Organizing Committee:
• Carla Cederbaum (University of Tübingen)
• Greg Galloway (University of Miami)
• Lan-Hsuan Huang (University of Connecticut Storrs)
• Jim Isenberg (University of Oregon)
• Marcus Khuri (Stony Brook University)
• David Maxwell (University of Alaska Fairbanks)
Scientific Committee:
• Anna Sakovich (Uppsala University)
• Richard Schoen (UC Irvine)
• Mu-Tao Wang (Columbia University)
A major direction of research in Mathematical General Relativity during the last 40 years has been to refine our understanding of the classical positive mass theorem proved by Schoen-Yau and by Witten. In recent years, new proof strategies for this result have been explored and implemented. Moreover, generalizations of the positive mass theorem to dimensions higher than three as well as to other asymptotic models have been studied. Also explored have been the rigidity and the stability of this theorem. Closely related to this work is the recent progress on understanding the continuity and other properties of the ADM mass functional. Similarly, we have seen important progress on the understanding of the Penrose inequality conjecture (which relates the mass of a black hole space-time to the area of the black hole’s horizon). An important tool for this progress is our increasing understanding of the properties of marginally outer trapped surfaces.
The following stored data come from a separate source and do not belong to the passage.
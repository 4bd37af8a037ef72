//! SysEx message model.
//!
//! A [`SysexMessage`] is one validated System Exclusive frame. It is built
//! once from raw bytes and never mutated; the id accessors read straight
//! from the stored bytes.
//!
//! # Frame format
//!
//! ```text
//! F0 <manufacturer> <device> <model> <payload>... F7
//! F0 00 <m1> <m2> <x> <model> <device> <payload>... F7   (extended manufacturer id)
//! ```
//!
//! For the EWI USB the manufacturer is `47` (Akai) and the model `6D`. A
//! dump request carries message id `0x40 + bank` as first payload byte.

use std::fmt;

use crate::error::{Error, Result};
use crate::midi::{format_hex, END_OF_EXCLUSIVE, SYSTEM_EXCLUSIVE};

/// Akai Professional manufacturer id.
pub const MANUFACTURER_ID_AKAI: u8 = 0x47;

/// EWI USB model id.
pub const MODEL_ID_EWI_USB: u8 = 0x6D;

/// Base message id of a dump request; the bank number is added to it.
pub const MSG_ID_DUMP_REQUEST: u8 = 0x40;

/// Device id addressing any device on the port.
pub const DEVICE_ID_ANY: u8 = 0x7F;

/// Shortest legal frame: start, manufacturer, device, model, end.
const MIN_FRAME_LEN: usize = 5;

/// Shortest legal frame using a three-byte manufacturer id.
const MIN_EXTENDED_FRAME_LEN: usize = 8;

/// Manufacturer id of a SysEx frame.
#[derive(Debug, Clone, Copy, PartialEq, Eq, Hash)]
pub enum ManufacturerId {
    /// One-byte id (0x01-0x7F).
    Short(u8),
    /// Three-byte id, introduced by a 0x00 byte.
    Extended([u8; 3]),
}

impl ManufacturerId {
    /// Returns `true` if this is the one-byte id `id`.
    pub fn is(&self, id: u8) -> bool {
        *self == ManufacturerId::Short(id)
    }
}

impl fmt::Display for ManufacturerId {
    fn fmt(&self, f: &mut fmt::Formatter<'_>) -> fmt::Result {
        match self {
            ManufacturerId::Short(id) => write!(f, "{:02X}", id),
            ManufacturerId::Extended(id) => f.write_str(&format_hex(id)),
        }
    }
}

/// A validated System Exclusive frame.
///
/// Equality and hashing use the raw bytes only.
#[derive(Clone, PartialEq, Eq, Hash)]
pub struct SysexMessage {
    data: Vec<u8>,
}

impl SysexMessage {
    /// Validate `data` as a complete SysEx frame.
    ///
    /// # Example
    ///
    /// ```
    /// use ewi_usb_config::sysex::{ManufacturerId, SysexMessage};
    ///
    /// let msg = SysexMessage::from_bytes(vec![0xF0, 0x47, 0x7F, 0x6D, 0x40, 0x00, 0x00, 0xF7]).unwrap();
    /// assert_eq!(msg.manufacturer_id(), ManufacturerId::Short(0x47));
    /// assert_eq!(msg.model_id(), 0x6D);
    /// assert_eq!(msg.message_id(), Some(0x40));
    /// ```
    pub fn from_bytes(data: impl Into<Vec<u8>>) -> Result<Self> {
        let data = data.into();
        Self::validate(&data)?;
        Ok(Self { data })
    }

    fn validate(data: &[u8]) -> Result<()> {
        let malformed = |reason: &'static str| -> Result<()> { Err(Error::MalformedFrame { reason }) };

        if data.first() != Some(&SYSTEM_EXCLUSIVE) {
            return malformed("message does not start with 0xF0");
        }
        if data.last() != Some(&END_OF_EXCLUSIVE) {
            return malformed("message does not end with 0xF7");
        }
        if data.len() < MIN_FRAME_LEN {
            return malformed("message too short");
        }
        if data[1..data.len() - 1].iter().any(|&b| b > 0x7F) {
            return malformed("data byte above 0x7F");
        }
        if data[1] == 0 && data.len() < MIN_EXTENDED_FRAME_LEN {
            return malformed("extended manufacturer header too short");
        }
        Ok(())
    }

    /// Build a dump request for `bank` addressed to `device_id`.
    ///
    /// ```
    /// use ewi_usb_config::sysex::SysexMessage;
    ///
    /// let req = SysexMessage::dump_request(0x7F, 2);
    /// assert_eq!(req.as_bytes(), &[0xF0, 0x47, 0x7F, 0x6D, 0x42, 0x00, 0x00, 0xF7]);
    /// ```
    pub fn dump_request(device_id: u8, bank: u8) -> Self {
        Self {
            data: vec![
                SYSTEM_EXCLUSIVE,
                MANUFACTURER_ID_AKAI,
                device_id & 0x7F,
                MODEL_ID_EWI_USB,
                MSG_ID_DUMP_REQUEST + (bank & 0x3F),
                0,
                0,
                END_OF_EXCLUSIVE,
            ],
        }
    }

    fn is_extended(&self) -> bool {
        self.data[1] == 0
    }

    /// Manufacturer id, one or three bytes.
    pub fn manufacturer_id(&self) -> ManufacturerId {
        if self.is_extended() {
            ManufacturerId::Extended([self.data[1], self.data[2], self.data[3]])
        } else {
            ManufacturerId::Short(self.data[1])
        }
    }

    /// Model id.
    pub fn model_id(&self) -> u8 {
        if self.is_extended() {
            self.data[5]
        } else {
            self.data[3]
        }
    }

    /// Device id (0x7F addresses any device).
    pub fn device_id(&self) -> u8 {
        if self.is_extended() {
            self.data[6]
        } else {
            self.data[2]
        }
    }

    /// Bytes after the id header, up to but excluding the terminator.
    pub fn payload(&self) -> &[u8] {
        let start = if self.is_extended() { 7 } else { 4 };
        &self.data[start..self.data.len() - 1]
    }

    /// First payload byte, if any.
    pub fn message_id(&self) -> Option<u8> {
        self.payload().first().copied()
    }

    /// Returns `true` if the frame comes from an Akai EWI USB.
    pub fn is_ewi_usb(&self) -> bool {
        self.manufacturer_id().is(MANUFACTURER_ID_AKAI) && self.model_id() == MODEL_ID_EWI_USB
    }

    /// The complete frame, including start and end bytes.
    pub fn as_bytes(&self) -> &[u8] {
        &self.data
    }

    /// Consume the message, returning the complete frame.
    pub fn into_bytes(self) -> Vec<u8> {
        self.data
    }

    /// Frame length in bytes.
    pub fn len(&self) -> usize {
        self.data.len()
    }

    /// Always `false`: a valid frame has at least five bytes.
    pub fn is_empty(&self) -> bool {
        self.data.is_empty()
    }
}

impl AsRef<[u8]> for SysexMessage {
    fn as_ref(&self) -> &[u8] {
        &self.data
    }
}

impl TryFrom<Vec<u8>> for SysexMessage {
    type Error = Error;

    fn try_from(data: Vec<u8>) -> Result<Self> {
        Self::from_bytes(data)
    }
}

impl TryFrom<&[u8]> for SysexMessage {
    type Error = Error;

    fn try_from(data: &[u8]) -> Result<Self> {
        Self::from_bytes(data)
    }
}

impl fmt::Display for SysexMessage {
    fn fmt(&self, f: &mut fmt::Formatter<'_>) -> fmt::Result {
        f.write_str(&format_hex(&self.data))
    }
}

impl fmt::Debug for SysexMessage {
    fn fmt(&self, f: &mut fmt::Formatter<'_>) -> fmt::Result {
        write!(f, "SysexMessage({})", format_hex(&self.data))
    }
}

#[cfg(test)]
mod tests {
    use super::*;
    use proptest::prelude::*;

    fn reason(data: &[u8]) -> &'static str {
        match SysexMessage::from_bytes(data) {
            Err(Error::MalformedFrame { reason }) => reason,
            other => panic!("expected MalformedFrame, got {:?}", other),
        }
    }

    #[test]
    fn short_form_ids() {
        let msg = SysexMessage::from_bytes(vec![0xF0, 0x47, 0x05, 0x6D, 0x00, 0x11, 0xF7]).unwrap();
        assert_eq!(msg.manufacturer_id(), ManufacturerId::Short(0x47));
        assert_eq!(msg.device_id(), 0x05);
        assert_eq!(msg.model_id(), 0x6D);
        assert_eq!(msg.payload(), &[0x00, 0x11]);
        assert!(msg.is_ewi_usb());
    }

    #[test]
    fn extended_form_ids() {
        let msg = SysexMessage::from_bytes(vec![
            0xF0, 0x00, 0x20, 0x29, 0x02, 0x18, 0x01, 0x0E, 0xF7,
        ])
        .unwrap();
        assert_eq!(msg.manufacturer_id(), ManufacturerId::Extended([0x00, 0x20, 0x29]));
        assert_eq!(msg.manufacturer_id().to_string(), "00 20 29");
        assert_eq!(msg.model_id(), 0x18);
        assert_eq!(msg.device_id(), 0x01);
        assert_eq!(msg.payload(), &[0x0E]);
        assert!(!msg.is_ewi_usb());
    }

    #[test]
    fn minimum_frame_has_empty_payload() {
        let msg = SysexMessage::from_bytes(vec![0xF0, 0x47, 0x7F, 0x6D, 0xF7]).unwrap();
        assert!(msg.payload().is_empty());
        assert_eq!(msg.message_id(), None);
        assert_eq!(msg.len(), 5);
    }

    #[test]
    fn rejects_structural_violations() {
        assert_eq!(reason(&[]), "message does not start with 0xF0");
        assert_eq!(reason(&[0x47, 0x7F, 0x6D, 0x00, 0xF7]), "message does not start with 0xF0");
        assert_eq!(reason(&[0xF0, 0x47, 0x7F, 0x6D, 0x00]), "message does not end with 0xF7");
        assert_eq!(reason(&[0xF0, 0x47, 0xF7]), "message too short");
        assert_eq!(reason(&[0xF0, 0x47, 0x7F, 0x6D, 0x90, 0xF7]), "data byte above 0x7F");
        assert_eq!(reason(&[0xF0, 0x00, 0x20, 0x29, 0xF7]), "extended manufacturer header too short");
    }

    #[test]
    fn dump_request_masks_bank_and_device() {
        let req = SysexMessage::dump_request(0x85, 3);
        assert_eq!(req.as_bytes(), &[0xF0, 0x47, 0x05, 0x6D, 0x43, 0x00, 0x00, 0xF7]);
        assert_eq!(req.message_id(), Some(0x43));
        assert!(SysexMessage::from_bytes(req.as_bytes()).is_ok());
    }

    #[test]
    fn display_is_hex_line() {
        let msg = SysexMessage::dump_request(0x7F, 0);
        assert_eq!(msg.to_string(), "F0 47 7F 6D 40 00 00 F7");
    }

    #[test]
    fn equality_by_bytes() {
        use std::collections::HashSet;

        let a = SysexMessage::dump_request(0x7F, 1);
        let b = SysexMessage::try_from(a.as_bytes()).unwrap();
        let mut set = HashSet::new();
        set.insert(a.clone());
        assert!(set.contains(&b));
        assert_eq!(a, b);
    }

    fn valid_frame() -> impl Strategy<Value = Vec<u8>> {
        prop_oneof![
            (1u8..=0x7F, prop::collection::vec(0u8..=0x7F, 2..200)).prop_map(|(mfr, body)| {
                let mut frame = vec![0xF0, mfr];
                frame.extend(body);
                frame.push(0xF7);
                frame
            }),
            prop::collection::vec(0u8..=0x7F, 5..200).prop_map(|body| {
                let mut frame = vec![0xF0, 0x00];
                frame.extend(body);
                frame.push(0xF7);
                frame
            }),
        ]
    }

    proptest! {
        #[test]
        fn round_trip_identity(frame in valid_frame()) {
            let msg = SysexMessage::from_bytes(frame.clone()).unwrap();
            prop_assert_eq!(msg.as_bytes(), &frame[..]);
            prop_assert_eq!(msg.into_bytes(), frame);
        }
    }
}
Another direction of intense research activity has been to explore and establish theorems for quasi-local notions of mass or energy. These are intimately related to the extension conjectures of Bartnik for which we have also seen significant progress. One goal of this workshop will be to explore connections between these various new branches of research.
At the same time, the construction and parametrization of relativistic initial data sets (which satisfy the Einstein constraint equations) via the conformal method and related tools has seen breakthroughs in various directions. This, as well as other possible approaches for constructing far from constant mean curvature solutions of the Einstein constraint equations, will be explored at this workshop.